» **What the task requires**
All entries shown below should be duplicated character for character.

» **Dataset**
use super::{paginate, recency, SessionStore, SessionStoreError};
use async_trait::async_trait;
use base64::engine::general_purpose::URL_SAFE_NO_PAD;
use base64::Engine;
use consoul_core::Session;
use std::path::PathBuf;
use std::time::{Duration, SystemTime};

/// One JSON file per session (§4.1, §6). The filename is a URL-safe base64
/// encoding of `session_id` — collision-proof and immune to path traversal,
/// since the base64 alphabet contains neither `/` nor `.`. The original ID
/// is also carried inside the file (`Session::session_id`) so `list_sessions`
/// never needs to trust the filename round-trip.
pub struct FileSessionStore {
    dir: PathBuf,
    ttl: Option<Duration>,
}

impl FileSessionStore {
    pub async fn new(dir: impl Into<PathBuf>) -> Result<Self, SessionStoreError> {
        let dir = dir.into();
        tokio::fs::create_dir_all(&dir).await?;
        Ok(Self { dir, ttl: None })
    }

    pub fn with_ttl(mut self, ttl: Duration) -> Self {
        self.ttl = Some(ttl);
        self
    }

    fn path_for(&self, session_id: &str) -> PathBuf {
        let name = URL_SAFE_NO_PAD.encode(session_id.as_bytes());
        self.dir.join(format!("{name}.json"))
    }

    async fn is_expired(&self, path: &std::path::Path) -> bool {
        let Some(ttl) = self.ttl else { return false };
        let Ok(meta) = tokio::fs::metadata(path).await else {
            return false;
        };
        let Ok(modified) = meta.modified() else {
            return false;
        };
        SystemTime::now().duration_since(modified).map(|age| age > ttl).unwrap_or(false)
    }
}

#[async_trait]
impl SessionStore for FileSessionStore {
    async fn save(&self, session: &Session) -> Result<(), SessionStoreError> {
        let path = self.path_for(&session.session_id);
        let tmp_path = self.dir.join(format!(".{}.tmp-{}", path.file_name().unwrap().to_string_lossy(), uuid::Uuid::new_v4()));
        let body = serde_json::to_vec_pretty(session)?;
        tokio::fs::write(&tmp_path, body).await?;
        tokio::fs::rename(&tmp_path, &path).await?;
        Ok(())
    }

    async fn load(&self, session_id: &str) -> Result<Option<Session>, SessionStoreError> {
        let path = self.path_for(session_id);
        if self.is_expired(&path).await {
            let _ = tokio::fs::remove_file(&path).await;
            return Ok(None);
        }
        match tokio::fs::read(&path).await {
            Ok(bytes) => Ok(Some(serde_json::from_slice(&bytes)?)),
            Err(e) if e.kind() == std::io::ErrorKind::NotFound => Ok(None),
            Err(e) => Err(SessionStoreError::Io(e)),
        }
    }

    async fn delete(&self, session_id: &str) -> Result<(), SessionStoreError> {
        let path = self.path_for(session_id);
        match tokio::fs::remove_file(&path).await {
            Ok(()) => Ok(()),
            Err(e) if e.kind() == std::io::ErrorKind::NotFound => Ok(()),
            Err(e) => Err(SessionStoreError::Io(e)),
        }
    }

    async fn list_sessions(
        &self,
        namespace: Option<&str>,
        limit: usize,
        offset: usize,
    ) -> Result<Vec<String>, SessionStoreError> {
        let mut read_dir = tokio::fs::read_dir(&self.dir).await?;
        let mut ids: Vec<(String, i64)> = Vec::new();

        while let Some(entry) = read_dir.next_entry().await? {
            let path = entry.path();
            let Some(name) = path.file_name().and_then(|n| n.to_str()) else {
                continue;
            };
            if !name.ends_with(".json") || name.starts_with('.') {
                continue;
            }
            if self.is_expired(&path).await {
                let _ = tokio::fs::remove_file(&path).await;
                continue;
            }
            let Ok(bytes) = tokio::fs::read(&path).await else {
                continue;
            };
            let Ok(session) = serde_json::from_slice::<Session>(&bytes) else {
                continue;
            };
            if let Some(ns) = namespace {
                if !session.session_id.starts_with(ns) {
                    continue;
                }
            }
            ids.push((session.session_id.clone(), recency(&session)));
        }

        ids.sort_by(|a, b| b.1.cmp(&a.1).then_with(|| a.0.cmp(&b.0)));
        let ids: Vec<String> = ids.into_iter().map(|(id, _)| id).collect();
        Ok(paginate(ids, limit, offset))
    }
}

#[cfg(test)]
mod tests {
    use super::*;
    use consoul_core::SessionConfig;
    use tempfile::tempdir;

    fn session(id: &str, updated_at: i64) -> Session {
        let mut s = Session::new(id, "gpt-4o", SessionConfig::default());
        s.updated_at = updated_at;
        s
    }

    #[tokio::test]
    async fn save_then_load_round_trips() {
        let dir = tempdir().unwrap();
        let store = FileSessionStore::new(dir.path()).await.unwrap();
        store.save(&session("s1", 1)).await.unwrap();
        let loaded = store.load("s1").await.unwrap().unwrap();
        assert_eq!(loaded.session_id, "s1");
    }

    #[tokio::test]
    async fn filename_never_leaks_raw_session_id() {
        let dir = tempdir().unwrap();
        let store = FileSessionStore::new(dir.path()).await.unwrap();
        store.save(&session("../../etc/passwd", 1)).await.unwrap();
        let mut entries = tokio::fs::read_dir(dir.path()).await.unwrap();
        let mut found_traversal = false;
        while let Some(e) = entries.next_entry().await.unwrap() {
            let name = e.file_name().to_string_lossy().to_string();
            if name.contains("..") {
                found_traversal = true;
            }
        }
        assert!(!found_traversal);
        assert!(store.load("../../etc/passwd").await.unwrap().is_some());
    }

    #[tokio::test]
    async fn list_sessions_sorts_by_recency_descending() {
        let dir = tempdir().unwrap();
        let store = FileSessionStore::new(dir.path()).await.unwrap();
        store.save(&session("old", 1)).await.unwrap();
        store.save(&session("new", 100)).await.unwrap();
        let ids = store.list_sessions(None, 10, 0).await.unwrap();
        assert_eq!(ids, vec!["new".to_string(), "old".to_string()]);
    }

    #[tokio::test]
    async fn delete_missing_is_a_no_op() {
        let dir = tempdir().unwrap();
        let store = FileSessionStore::new(dir.path()).await.unwrap();
        store.delete("never-existed").await.unwrap();
    }
}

» **Final answer**
use super::{paginate, recency, SessionStore, SessionStoreError};
use async_trait::async_trait;
use base64::engine::general_purpose::URL_SAFE_NO_PAD;
use base64::Engine;
use consoul_core::Session;
use std::path::PathBuf;
use std::time::{Duration, SystemTime};

/// One JSON file per session (§4.1, §6). The filename is a URL-safe base64
/// encoding of `session_id` — collision-proof and immune to path traversal,
/// since the base64 alphabet contains neither `/` nor `.`. The original ID
/// is also carried inside the file (`Session::session_id`) so `list_sessions`
/// never needs to trust the filename round-trip.
pub struct FileSessionStore {
    dir: PathBuf,
    ttl: Option<Duration>,
}

impl FileSessionStore {
    pub async fn new(dir: impl Into<PathBuf>) -> Result<Self, SessionStoreError> {
        let dir = dir.into();
        tokio::fs::create_dir_all(&dir).await?;
        Ok(Self { dir, ttl: None })
    }

    pub fn with_ttl(mut self, ttl: Duration) -> Self {
        self.ttl = Some(ttl);
        self
    }

    fn path_for(&self, session_id: &str) -> PathBuf {
        let name = URL_SAFE_NO_PAD.encode(session_id.as_bytes());
        self.dir.join(format!("{name}.json"))
    }

    async fn is_expired(&self, path: &std::path::Path) -> bool {
        let Some(ttl) = self.ttl else { return false };
        let Ok(meta) = tokio::fs::metadata(path).await else {
            return false;
        };
        let Ok(modified) = meta.modified() else {
            return false;
        };
        SystemTime::now().duration_since(modified).map(|age| age > ttl).unwrap_or(false)
    }
}

#[async_trait]
impl SessionStore for FileSessionStore {
    async fn save(&self, session: &Session) -> Result<(), SessionStoreError> {
        let path = self.path_for(&session.session_id);
        let tmp_path = self.dir.join(format!(".{}.tmp-{}", path.file_name().unwrap().to_string_lossy(), uuid::Uuid::new_v4()));
        let body = serde_json::to_vec_pretty(session)?;
        tokio::fs::write(&tmp_path, body).await?;
        tokio::fs::rename(&tmp_path, &path).await?;
        Ok(())
    }

    async fn load(&self, session_id: &str) -> Result<Option<Session>, SessionStoreError> {
        let path = self.path_for(session_id);
        if self.is_expired(&path).await {
            let _ = tokio::fs::remove_file(&path).await;
            return Ok(None);
        }
        match tokio::fs::read(&path).await {
            Ok(bytes) => Ok(Some(serde_json::from_slice(&bytes)?)),
            Err(e) if e.kind() == std::io::ErrorKind::NotFound => Ok(None),
            Err(e) => Err(SessionStoreError::Io(e)),
        }
    }

    async fn delete(&self, session_id: &str) -> Result<(), SessionStoreError> {
        let path = self.path_for(session_id);
        match tokio::fs::remove_file(&path).await {
            Ok(()) => Ok(()),
            Err(e) if e.kind() == std::io::ErrorKind::NotFound => Ok(()),
            Err(e) => Err(SessionStoreError::Io(e)),
        }
    }

    async fn list_sessions(
        &self,
        namespace: Option<&str>,
        limit: usize,
        offset: usize,
    ) -> Result<Vec<String>, SessionStoreError> {
        let mut read_dir = tokio::fs::read_dir(&self.dir).await?;
        let mut ids: Vec<(String, i64)> = Vec::new();

        while let Some(entry) = read_dir.next_entry().await? {
            let path = entry.path();
            let Some(name) = path.file_name().and_then(|n| n.to_str()) else {
                continue;
            };
            if !name.ends_with(".json") || name.starts_with('.') {
                continue;
            }
            if self.is_expired(&path).await {
                let _ = tokio::fs::remove_file(&path).await;
                continue;
            }
            let Ok(bytes) = tokio::fs::read(&path).await else {
                continue;
            };
            let Ok(session) = serde_json::from_slice::<Session>(&bytes) else {
                continue;
            };
            if let Some(ns) = namespace {
                if !session.session_id.starts_with(ns) {
                    continue;
                }
            }
            ids.push((session.session_id.clone(), recency(&session)));
        }

        ids.sort_by(|a, b| b.1.cmp(&a.1).then_with(|| a.0.cmp(&b.0)));
        let ids: Vec<String> = ids.into_iter().map(|(id, _)| id).collect();
        Ok(paginate(ids, limit, offset))
    }
}

#[cfg(test)]
mod tests {
    use super::*;
    use consoul_core::SessionConfig;
    use tempfile::tempdir;

    fn session(id: &str, updated_at: i64) -> Session {
        let mut s = Session::new(id, "gpt-4o", SessionConfig::default());
        s.updated_at = updated_at;
        s
    }

    #[tokio::test]
    async fn save_then_load_round_trips() {
        let dir = tempdir().unwrap();
        let store = FileSessionStore::new(dir.path()).await.unwrap();
        store.save(&session("s1", 1)).await.unwrap();
        let loaded = store.load("s1").await.unwrap().unwrap();
        assert_eq!(loaded.session_id, "s1");
    }

    #[tokio::test]
    async fn filename_never_leaks_raw_session_id() {
        let dir = tempdir().unwrap();
        let store = FileSessionStore::new(dir.path()).await.unwrap();
        store.save(&session("../../etc/passwd", 1)).await.unwrap();
        let mut entries = tokio::fs::read_dir(dir.path()).await.unwrap();
        let mut found_traversal = false;
        while let Some(e) = entries.next_entry().await.unwrap() {
            let name = e.file_name().to_string_lossy().to_string();
            if name.contains("..") {
                found_traversal = true;
            }
        }
        assert!(!found_traversal);
        assert!(store.load("../../etc/passwd").await.unwrap().is_some());
    }

    #[tokio::test]
    async fn list_sessions_sorts_by_recency_descending() {
        let dir = tempdir().unwrap();
        let store = FileSessionStore::new(dir.path()).await.unwrap();
        store.save(&session("old", 1)).await.unwrap();
        store.save(&session("new", 100)).await.unwrap();
        let ids = store.list_sessions(None, 10, 0).await.unwrap();
        assert_eq!(ids, vec!["new".to_string(), "old".to_string()]);
    }

    #[tokio::test]
    async fn delete_missing_is_a_no_op() {
        let dir = tempdir().unwrap();
        let store = FileSessionStore::new(dir.path()).await.unwrap();
        store.delete("never-existed").await.unwrap();
    }
}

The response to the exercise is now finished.